The ability to lubricate and resist wear at temperatures above 600 °C in an oxidative environment remains a significant challenge for metals due to their high-temperature softening, oxidation, and rapid degradation of traditional solid lubricants. Herein, we demonstrate that high-temperature lubricity can be achieved with coefficients of friction (COF) as low as 0.10-0.32 at 600-900 °C by tailoring surface oxidation in additively-manufactured Inconel superalloy. By integrating high-temperature tribological testing, advanced materials characterization, and computations, we show that the formation of spinel-based oxide layers on superalloy promotes sustained self-lubrication due to their lower shear strength and more negative formation and cohesive energy compared to other surface oxides.
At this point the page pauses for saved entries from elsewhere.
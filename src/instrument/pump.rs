use log::debug;
use std::sync::Arc;
use std::time::Duration;

use super::{Command, InstrumentChannel, Query, daq_error, unsupported_command, unsupported_query};
use crate::config::PumpDirection;
use crate::error::ControlError;
use crate::transport::{
    AnalogOut, Daqmx, DigitalOut, LineLink, SerialLine,
    daqmx::{AnalogOutputTask, DigitalOutputTask},
};

/// End-of-text byte closing every syringe pump answer.
const ETX: char = '\u{3}';

/// Pump driven by DAQ lines: an analog rate input and a digital run line.
///
/// The rate line takes 1 V per mL/s; the run line is active-low on the stand.
pub struct DaqPump<A: AnalogOut, D: DigitalOut> {
    rate: A,
    start: D,
    max_volts: f64,
    start_active_low: bool,
    name: String,
}

impl DaqPump<AnalogOutputTask, DigitalOutputTask> {
    pub fn open(
        daqmx: &Arc<Daqmx>,
        start_line: &str,
        rate_line: &str,
        max_volts: f64,
        start_active_low: bool,
        timeout: Duration,
    ) -> Result<Self, ControlError> {
        let rate = daqmx
            .analog_output(rate_line, 0.0, max_volts, timeout)
            .map_err(|e| daq_error("pump", rate_line, e))?;
        let start = daqmx
            .digital_output(start_line, timeout)
            .map_err(|e| daq_error("pump", start_line, e))?;
        let mut pump = Self::new(rate, start, max_volts, start_active_low);
        pump.probe()?;
        Ok(pump)
    }
}

impl<A: AnalogOut, D: DigitalOut> DaqPump<A, D> {
    pub fn new(rate: A, start: D, max_volts: f64, start_active_low: bool) -> Self {
        Self {
            rate,
            start,
            max_volts,
            start_active_low,
            name: "pump".to_string(),
        }
    }

    /// Control voltage for a rate in mL/min.
    pub fn rate_volts(&self, ml_per_min: f64) -> f64 {
        (ml_per_min / 60.0).clamp(0.0, self.max_volts)
    }

    fn set_running(&mut self, running: bool) -> Result<(), ControlError> {
        let level = running != self.start_active_low;
        debug!("{} run line -> {}", self.name, if level { "high" } else { "low" });
        self.start
            .write_level(level)
            .map_err(|e| daq_error(&self.name, "run line", e))
    }
}

impl<A: AnalogOut, D: DigitalOut> InstrumentChannel for DaqPump<A, D> {
    fn name(&self) -> &str {
        &self.name
    }

    /// DAQ lines have no identity; a created task is a live line.
    fn probe(&mut self) -> Result<(), ControlError> {
        Ok(())
    }

    fn write(&mut self, command: Command) -> Result<(), ControlError> {
        match command {
            Command::SetFlowRate(rate) => {
                let volts = self.rate_volts(rate);
                debug!("{} rate line -> {volts:.4} V", self.name);
                self.rate
                    .write_volts(volts)
                    .map_err(|e| daq_error(&self.name, "rate line", e))
            }
            Command::StartFlow => self.set_running(true),
            Command::StopFlow => self.set_running(false),
            other => Err(unsupported_command(&self.name, other)),
        }
    }

    fn read(&mut self, query: Query) -> Result<f64, ControlError> {
        Err(unsupported_query(&self.name, query))
    }
}

/// Serial syringe pump (NE-1000 style command set).
pub struct SyringePump<L: LineLink> {
    link: L,
    name: String,
}

impl SyringePump<SerialLine> {
    /// Open the pump, probe its firmware version and configure the syringe.
    pub fn open(
        port: &str,
        baud_rate: u32,
        diameter_mm: f64,
        direction: PumpDirection,
        timeout: Duration,
    ) -> Result<Self, ControlError> {
        let link = SerialLine::open(port, baud_rate, timeout, "\r")
            .map_err(|e| ControlError::from_io("pump", "open", e))?
            .with_response_terminator(ETX);
        let mut pump = Self::new(link);
        pump.probe()?;
        pump.configure(diameter_mm, direction)?;
        Ok(pump)
    }
}

impl<L: LineLink> SyringePump<L> {
    pub fn new(link: L) -> Self {
        Self {
            link,
            name: "pump".to_string(),
        }
    }

    /// Syringe diameter, cleared dispense volume and pumping direction.
    pub fn configure(&mut self, diameter_mm: f64, direction: PumpDirection) -> Result<(), ControlError> {
        self.command(&format!("DIA {diameter_mm}"))?;
        self.command("VOL 0")?;
        let direction = match direction {
            PumpDirection::Infuse => "DIR INF",
            PumpDirection::Withdraw => "DIR WDR",
        };
        self.command(direction)?;
        Ok(())
    }

    fn command(&mut self, line: &str) -> Result<String, ControlError> {
        debug!("{} <- {}", self.name, line);
        let answer = self
            .link
            .query(line)
            .map_err(|e| ControlError::from_io(&self.name, line, e))?;
        // Answers look like "<STX>00S?OOR<ETX>"; a '?' marks a rejected command
        if answer.contains('?') {
            return Err(ControlError::Protocol(format!(
                "{} rejected {line}: {}",
                self.name,
                answer.trim_matches(|c: char| c.is_control())
            )));
        }
        Ok(answer)
    }
}

impl<L: LineLink> InstrumentChannel for SyringePump<L> {
    fn name(&self) -> &str {
        &self.name
    }

    fn probe(&mut self) -> Result<(), ControlError> {
        let version = self.command("VER")?;
        debug!(
            "{} firmware {}",
            self.name,
            version.trim_matches(|c: char| c.is_control())
        );
        Ok(())
    }

    fn write(&mut self, command: Command) -> Result<(), ControlError> {
        match command {
            // The pump rejects a zero rate; stopping is the equivalent
            Command::SetFlowRate(rate) if rate <= 0.0 => self.command("STP").map(|_| ()),
            Command::SetFlowRate(rate) => self.command(&format!("RAT {rate} MM")).map(|_| ()),
            Command::StartFlow => self.command("RUN").map(|_| ()),
            Command::StopFlow => self.command("STP").map(|_| ()),
            other => Err(unsupported_command(&self.name, other)),
        }
    }

    fn read(&mut self, query: Query) -> Result<f64, ControlError> {
        Err(unsupported_query(&self.name, query))
    }
}

#[cfg(test)]
mod tests {
    use super::*;
    use crate::instrument::supply::tests::FakeLink;
    use crate::transport::DaqmxError;

    #[derive(Default)]
    struct FakeAnalogOut {
        written: Vec<f64>,
    }

    impl AnalogOut for FakeAnalogOut {
        fn write_volts(&mut self, volts: f64) -> Result<(), DaqmxError> {
            self.written.push(volts);
            Ok(())
        }
    }

    #[derive(Default)]
    struct FakeDigitalOut {
        levels: Vec<bool>,
        fail: bool,
    }

    impl DigitalOut for FakeDigitalOut {
        fn write_level(&mut self, high: bool) -> Result<(), DaqmxError> {
            if self.fail {
                return Err(DaqmxError::Status {
                    code: -200088,
                    message: "task invalid".into(),
                });
            }
            self.levels.push(high);
            Ok(())
        }
    }

    fn daq_pump() -> DaqPump<FakeAnalogOut, FakeDigitalOut> {
        DaqPump::new(FakeAnalogOut::default(), FakeDigitalOut::default(), 10.0, true)
    }

    #[test]
    fn rate_is_converted_to_volts() {
        let mut pump = daq_pump();
        pump.write(Command::SetFlowRate(250.0)).unwrap();
        pump.write(Command::SetFlowRate(0.0)).unwrap();
        assert_eq!(pump.rate.written.len(), 2);
        assert!((pump.rate.written[0] - 250.0 / 60.0).abs() < 1e-12);
        assert_eq!(pump.rate.written[1], 0.0);
    }

    #[test]
    fn rate_volts_are_clamped() {
        let pump = daq_pump();
        assert_eq!(pump.rate_volts(2000.0), 10.0);
        assert_eq!(pump.rate_volts(-5.0), 0.0);
    }

    #[test]
    fn run_line_is_active_low() {
        let mut pump = daq_pump();
        pump.write(Command::StartFlow).unwrap();
        pump.write(Command::StopFlow).unwrap();
        assert_eq!(pump.start.levels, vec![false, true]);
    }

    #[test]
    fn active_high_run_line() {
        let mut pump = DaqPump::new(FakeAnalogOut::default(), FakeDigitalOut::default(), 10.0, false);
        pump.write(Command::StartFlow).unwrap();
        assert_eq!(pump.start.levels, vec![true]);
    }

    #[test]
    fn failed_line_write_is_unavailable() {
        let mut pump = daq_pump();
        pump.start.fail = true;
        let err = pump.write(Command::StartFlow).unwrap_err();
        assert_eq!(err.kind(), crate::error::ErrorKind::DeviceUnavailable);
    }

    #[test]
    fn syringe_pump_configuration_sequence() {
        let ok = "\u{2}00S\u{3}";
        let mut pump = SyringePump::new(FakeLink::answering(&[ok, ok, ok, ok]));
        pump.probe().unwrap();
        pump.configure(26.7, PumpDirection::Withdraw).unwrap();
        assert_eq!(pump.link.sent, vec!["VER", "DIA 26.7", "VOL 0", "DIR WDR"]);
    }

    #[test]
    fn syringe_pump_rate_and_run() {
        let ok = "\u{2}00I\u{3}";
        let mut pump = SyringePump::new(FakeLink::answering(&[ok, ok, ok, ok]));
        pump.write(Command::SetFlowRate(250.0)).unwrap();
        pump.write(Command::StartFlow).unwrap();
        pump.write(Command::SetFlowRate(0.0)).unwrap();
        pump.write(Command::StopFlow).unwrap();
        assert_eq!(pump.link.sent, vec!["RAT 250 MM", "RUN", "STP", "STP"]);
    }

    #[test]
    fn syringe_pump_rejection_is_reported() {
        let mut pump = SyringePump::new(FakeLink::answering(&["\u{2}00S?OOR\u{3}"]));
        let err = pump.write(Command::SetFlowRate(9999.0)).unwrap_err();
        assert!(err.to_string().contains("OOR"));
    }
}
A reversible phase transformation between the cubic and tetragonal/monoclinic spinel was driven by stress and temperature during high temperature wear. To span Ni- and Cr-based ternary oxide compositional spaces for which little high-temperature COF data exist, we develop a computational design method to predict the lubricity of oxides, incorporating thermodynamics and density functional theory computations. Our finding demonstrates that spinel oxide can exhibit low COF values at temperatures much higher than conventional solid lubricants with 2D layered or Magnéli structures, suggesting a promising design strategy for self-lubricating high-temperature alloys.

由于传统固体润滑剂的高温软化、氧化和快速降解，在氧化环境中润滑和抗磨损的能力对金属来说仍然是一个重大挑战。在此，我们证明，通过在增材制造 Inconel 高温合金中定制表面氧化，可以在 600-900 °C 时以低至 0.10-0.32 的摩擦系数 （COF） 实现高温润滑性。通过整合高温摩擦学测试、先进材料表征和计算，我们表明，与其他表面氧化物相比，尖晶石基氧化物层的剪切强度较低，负形成和内聚能更多，因此在高温合金上形成尖晶石基氧化物层促进了持续的自润滑。立方晶石和四方晶系/单斜晶尖晶石之间的可逆相变是由高温磨损过程中的应力和温度驱动的。为了跨越高温 COF 数据很少的 Ni 和 Cr 基三元氧化物组成空间，我们开发了一种计算设计方法来预测氧化物的润滑性，结合了热力学和密度泛函理论计算。我们的研究结果表明，尖晶石氧化物在远高于具有 2D 层状或 Magnéli 结构的传统固体润滑剂的温度下可以表现出低 COF 值，这表明自润滑高温合金的设计策略很有前途。